Spray phosphating systems are particularly sensitive to nozzle failures. If a nozzle is blocked or not functioning properly, the affected area may not receive enough phosphating solution, resulting in localized yellowing. Adding appropriate salts like copper or nickel to the solution can improve the quality of the phosphating film, as observed through scanning electron microscopy.
In addition to phosphating, the development of multifunctional cleaning agents has been explored to improve surface preparation before phosphating. A new oil-based metal cleaning agent was formulated, containing surfactants, co-solvents, rust inhibitors, and bactericides. It demonstrated excellent performance in terms of penetration, emulsification, and anti-rust properties. The product is suitable for various applications, including painting, electroplating, and phosphating, and offers advantages over both water-based and oil-based cleaners in terms of efficiency and environmental impact.

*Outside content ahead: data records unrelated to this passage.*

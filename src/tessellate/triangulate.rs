//! Planar triangulation of trimmed parameter-plane polygons.
//!
//! Holes are bridged into the outer ring, the ring is ear-clipped, and
//! the result can be improved by Delaunay edge flips. Polygons refer to
//! points by index so that bridged rings may visit a point twice.

use crate::math::Point2;
use std::collections::{HashMap, HashSet};

/// Twice the signed area of triangle `abc`; positive when counter-clockwise.
#[inline]
pub fn orient(a: &Point2, b: &Point2, c: &Point2) -> f64 {
    (b.x - a.x) * (c.y - a.y) - (b.y - a.y) * (c.x - a.x)
}

/// Signed area of a ring of point indices.
pub fn ring_area(points: &[Point2], ring: &[usize]) -> f64 {
    let n = ring.len();
    let mut area = 0.0;
    for i in 0..n {
        let a = points[ring[i]];
        let b = points[ring[(i + 1) % n]];
        area += a.x * b.y - b.x * a.y;
    }
    area * 0.5
}

/// Area tolerance scaled to the extent of `points`.
pub fn area_epsilon(points: &[Point2]) -> f64 {
    let (mut lo, mut hi) = (Point2::new(f64::MAX, f64::MAX), Point2::new(f64::MIN, f64::MIN));
    for p in points {
        lo = Point2::new(lo.x.min(p.x), lo.y.min(p.y));
        hi = Point2::new(hi.x.max(p.x), hi.y.max(p.y));
    }
    let diag = (hi - lo).norm_squared();
    if diag.is_finite() {
        diag * 1e-14
    } else {
        0.0
    }
}

/// Splice clockwise `holes` into the counter-clockwise `outer` ring.
///
/// Holes are taken right to left. Each is joined through a bridge from its
/// rightmost point to the closest ring point the bridge can reach without
/// crossing any boundary.
pub fn bridge_holes(points: &[Point2], outer: Vec<usize>, mut holes: Vec<Vec<usize>>) -> Vec<usize> {
    let rightmost = |hole: &[usize]| {
        (0..hole.len())
            .max_by(|&a, &b| {
                let (pa, pb) = (points[hole[a]], points[hole[b]]);
                pa.x.total_cmp(&pb.x).then(pb.y.total_cmp(&pa.y))
            })
            .unwrap_or(0)
    };
    holes.retain(|h| h.len() >= 3);
    holes.sort_by(|a, b| {
        let xa = points[a[rightmost(a)]].x;
        let xb = points[b[rightmost(b)]].x;
        xb.total_cmp(&xa)
    });

    let mut ring = outer;
    for h in 0..holes.len() {
        let hole = &holes[h];
        let m = rightmost(hole);
        let pm = points[hole[m]];

        let mut order: Vec<usize> = (0..ring.len()).collect();
        order.sort_by(|&a, &b| {
            let da = (points[ring[a]] - pm).norm_squared();
            let db = (points[ring[b]] - pm).norm_squared();
            da.total_cmp(&db).then(a.cmp(&b))
        });
        let visible = |k: usize| {
            let pk = points[ring[k]];
            let blocked_by = |r: &[usize]| {
                (0..r.len()).any(|i| {
                    let (a, b) = (r[i], r[(i + 1) % r.len()]);
                    a != ring[k]
                        && b != ring[k]
                        && a != hole[m]
                        && b != hole[m]
                        && segments_cross(&pm, &pk, &points[a], &points[b])
                })
            };
            !blocked_by(&ring) && holes[h..].iter().all(|other| !blocked_by(other))
        };
        let k = order.iter().copied().find(|&k| visible(k)).unwrap_or(order[0]);

        let mut spliced = Vec::with_capacity(ring.len() + hole.len() + 2);
        spliced.extend_from_slice(&ring[..=k]);
        spliced.extend(hole[m..].iter().chain(&hole[..m]).copied());
        spliced.push(hole[m]);
        spliced.extend_from_slice(&ring[k..]);
        ring = spliced;
    }
    ring
}

/// Proper crossing of segments `pq` and `ab` (touching does not count).
fn segments_cross(p: &Point2, q: &Point2, a: &Point2, b: &Point2) -> bool {
    let d1 = orient(p, q, a);
    let d2 = orient(p, q, b);
    let d3 = orient(a, b, p);
    let d4 = orient(a, b, q);
    d1 * d2 < 0.0 && d3 * d4 < 0.0
}

/// Ear-clip a counter-clockwise ring into counter-clockwise triangles.
///
/// When no proper ear is left, the most convex corner is clipped anyway so
/// that the whole ring is always consumed.
pub fn ear_clip(points: &[Point2], ring: &[usize]) -> Vec<[usize; 3]> {
    let n = ring.len();
    if n < 3 {
        return vec![];
    }
    let eps = area_epsilon(points);
    let mut indices: Vec<usize> = ring.to_vec();
    let mut result = Vec::with_capacity(n - 2);

    while indices.len() > 3 {
        let len = indices.len();
        let mut ear = None;
        let mut most_convex = (f64::MIN, 0);
        for i in 0..len {
            let prev = indices[(i + len - 1) % len];
            let curr = indices[i];
            let next = indices[(i + 1) % len];
            let cross = orient(&points[prev], &points[curr], &points[next]);
            if cross > most_convex.0 {
                most_convex = (cross, i);
            }
            if is_ear(points, &indices, prev, curr, next, cross, eps) {
                ear = Some(i);
                break;
            }
        }

        let i = match ear {
            Some(i) => i,
            None if most_convex.0 > 0.0 => most_convex.1,
            None => break,
        };
        let len = indices.len();
        result.push([indices[(i + len - 1) % len], indices[i], indices[(i + 1) % len]]);
        indices.remove(i);
    }

    if indices.len() == 3 {
        let (a, b, c) = (indices[0], indices[1], indices[2]);
        if orient(&points[a], &points[b], &points[c]) > 0.0 {
            result.push([a, b, c]);
        }
    }
    result
}

fn is_ear(
    points: &[Point2],
    indices: &[usize],
    prev: usize,
    curr: usize,
    next: usize,
    cross: f64,
    eps: f64,
) -> bool {
    if cross <= eps {
        return false;
    }
    let (a, b, c) = (points[prev], points[curr], points[next]);
    indices
        .iter()
        .filter(|&&idx| idx != prev && idx != curr && idx != next)
        .all(|&idx| !point_in_triangle(&points[idx], &a, &b, &c))
}

/// Inside or on the boundary of triangle `abc`.
fn point_in_triangle(p: &Point2, a: &Point2, b: &Point2, c: &Point2) -> bool {
    let d1 = orient(b, a, p);
    let d2 = orient(c, b, p);
    let d3 = orient(a, c, p);
    let has_neg = d1 < 0.0 || d2 < 0.0 || d3 < 0.0;
    let has_pos = d1 > 0.0 || d2 > 0.0 || d3 > 0.0;
    !(has_neg && has_pos)
}

/// Positive when `d` lies inside the circumcircle of counter-clockwise `abc`.
fn in_circle(a: &Point2, b: &Point2, c: &Point2, d: &Point2) -> f64 {
    let (adx, ady) = (a.x - d.x, a.y - d.y);
    let (bdx, bdy) = (b.x - d.x, b.y - d.y);
    let (cdx, cdy) = (c.x - d.x, c.y - d.y);
    let ad = adx * adx + ady * ady;
    let bd = bdx * bdx + bdy * bdy;
    let cd = cdx * cdx + cdy * cdy;
    adx * (bdy * cd - bd * cdy) - ady * (bdx * cd - bd * cdx) + ad * (bdx * cdy - bdy * cdx)
}

/// Unordered key of an edge.
#[inline]
pub fn edge_key(a: usize, b: usize) -> (usize, usize) {
    if a < b {
        (a, b)
    } else {
        (b, a)
    }
}

/// Flip non-`fixed` edges until the triangulation is locally Delaunay or
/// `max_sweeps` sweeps ran. Returns the number of flips.
pub fn delaunay_flips(
    points: &[Point2],
    triangles: &mut [[usize; 3]],
    fixed: &HashSet<(usize, usize)>,
    max_sweeps: usize,
) -> usize {
    let eps = area_epsilon(points);
    let diag2 = eps * 1e14;
    let circle_eps = diag2 * diag2 * 1e-12;
    let mut flips = 0;
    for _ in 0..max_sweeps {
        let mut owner: HashMap<(usize, usize), usize> = HashMap::with_capacity(triangles.len() * 3);
        for (t, tri) in triangles.iter().enumerate() {
            for k in 0..3 {
                owner.insert((tri[k], tri[(k + 1) % 3]), t);
            }
        }

        let mut touched = vec![false; triangles.len()];
        let mut swept = 0;
        for t in 0..triangles.len() {
            for k in 0..3 {
                if touched[t] {
                    break;
                }
                let [a, b, c] = [
                    triangles[t][k],
                    triangles[t][(k + 1) % 3],
                    triangles[t][(k + 2) % 3],
                ];
                if a > b || fixed.contains(&edge_key(a, b)) {
                    continue;
                }
                let Some(&u) = owner.get(&(b, a)) else { continue };
                if touched[u] || u == t {
                    continue;
                }
                let Some(&d) = triangles[u].iter().find(|&&v| v != a && v != b) else {
                    continue;
                };
                let (pa, pb, pc, pd) = (&points[a], &points[b], &points[c], &points[d]);
                if in_circle(pa, pb, pc, pd) <= circle_eps {
                    continue;
                }
                if orient(pa, pd, pc) <= eps || orient(pd, pb, pc) <= eps {
                    continue;
                }
                triangles[t] = [a, d, c];
                triangles[u] = [d, b, c];
                touched[t] = true;
                touched[u] = true;
                swept += 1;
            }
        }
        flips += swept;
        if swept == 0 {
            break;
        }
    }
    flips
}

#[cfg(test)]
mod tests {
    use super::*;
    use approx::assert_relative_eq;

    fn total_area(points: &[Point2], tris: &[[usize; 3]]) -> f64 {
        tris.iter()
            .map(|t| orient(&points[t[0]], &points[t[1]], &points[t[2]]) * 0.5)
            .sum()
    }

    #[test]
    fn square_gives_two_triangles() {
        let points = vec![
            Point2::new(0.0, 0.0),
            Point2::new(1.0, 0.0),
            Point2::new(1.0, 1.0),
            Point2::new(0.0, 1.0),
        ];
        let tris = ear_clip(&points, &[0, 1, 2, 3]);
        assert_eq!(tris.len(), 2);
        assert_relative_eq!(total_area(&points, &tris), 1.0, epsilon = 1e-12);
    }

    #[test]
    fn concave_polygon() {
        // L-shape
        let points = vec![
            Point2::new(0.0, 0.0),
            Point2::new(2.0, 0.0),
            Point2::new(2.0, 1.0),
            Point2::new(1.0, 1.0),
            Point2::new(1.0, 2.0),
            Point2::new(0.0, 2.0),
        ];
        let tris = ear_clip(&points, &[0, 1, 2, 3, 4, 5]);
        assert_eq!(tris.len(), 4);
        assert_relative_eq!(total_area(&points, &tris), 3.0, epsilon = 1e-12);
    }

    #[test]
    fn square_with_hole() {
        let points = vec![
            Point2::new(0.0, 0.0),
            Point2::new(4.0, 0.0),
            Point2::new(4.0, 4.0),
            Point2::new(0.0, 4.0),
            Point2::new(1.0, 1.0),
            Point2::new(1.0, 3.0),
            Point2::new(3.0, 3.0),
            Point2::new(3.0, 1.0),
        ];
        let ring = bridge_holes(&points, vec![0, 1, 2, 3], vec![vec![4, 5, 6, 7]]);
        assert_eq!(ring.len(), 10);
        let tris = ear_clip(&points, &ring);
        assert_eq!(tris.len(), 8);
        assert_relative_eq!(total_area(&points, &tris), 12.0, epsilon = 1e-12);
    }

    #[test]
    fn flips_restore_delaunay_diagonal() {
        // Long thin rhombus triangulated along its long diagonal.
        let points = vec![
            Point2::new(0.0, 0.0),
            Point2::new(2.0, -0.5),
            Point2::new(4.0, 0.0),
            Point2::new(2.0, 0.5),
        ];
        let mut tris = vec![[0, 1, 2], [0, 2, 3]];
        let fixed: HashSet<_> = [(0, 1), (1, 2), (2, 3), (0, 3)].into_iter().collect();
        assert_eq!(delaunay_flips(&points, &mut tris, &fixed, 4), 1);
        assert!(tris.iter().all(|t| t.contains(&1) && t.contains(&3)));
        assert_relative_eq!(total_area(&points, &tris), 2.0, epsilon = 1e-12);
    }
}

Finally, the phosphating time is critical in achieving a high-quality film. Insufficient time can lead to incomplete growth of crystal nuclei, resulting in a weak and porous film that fails to protect the underlying metal. Proper control of process parameters, including temperature, concentration, and dwell time, is essential to prevent defects like yellowing.
Overall, understanding the chemical mechanisms behind phosphating and addressing the root causes of defects such as yellowing is crucial for improving the quality and durability of the final coated surface.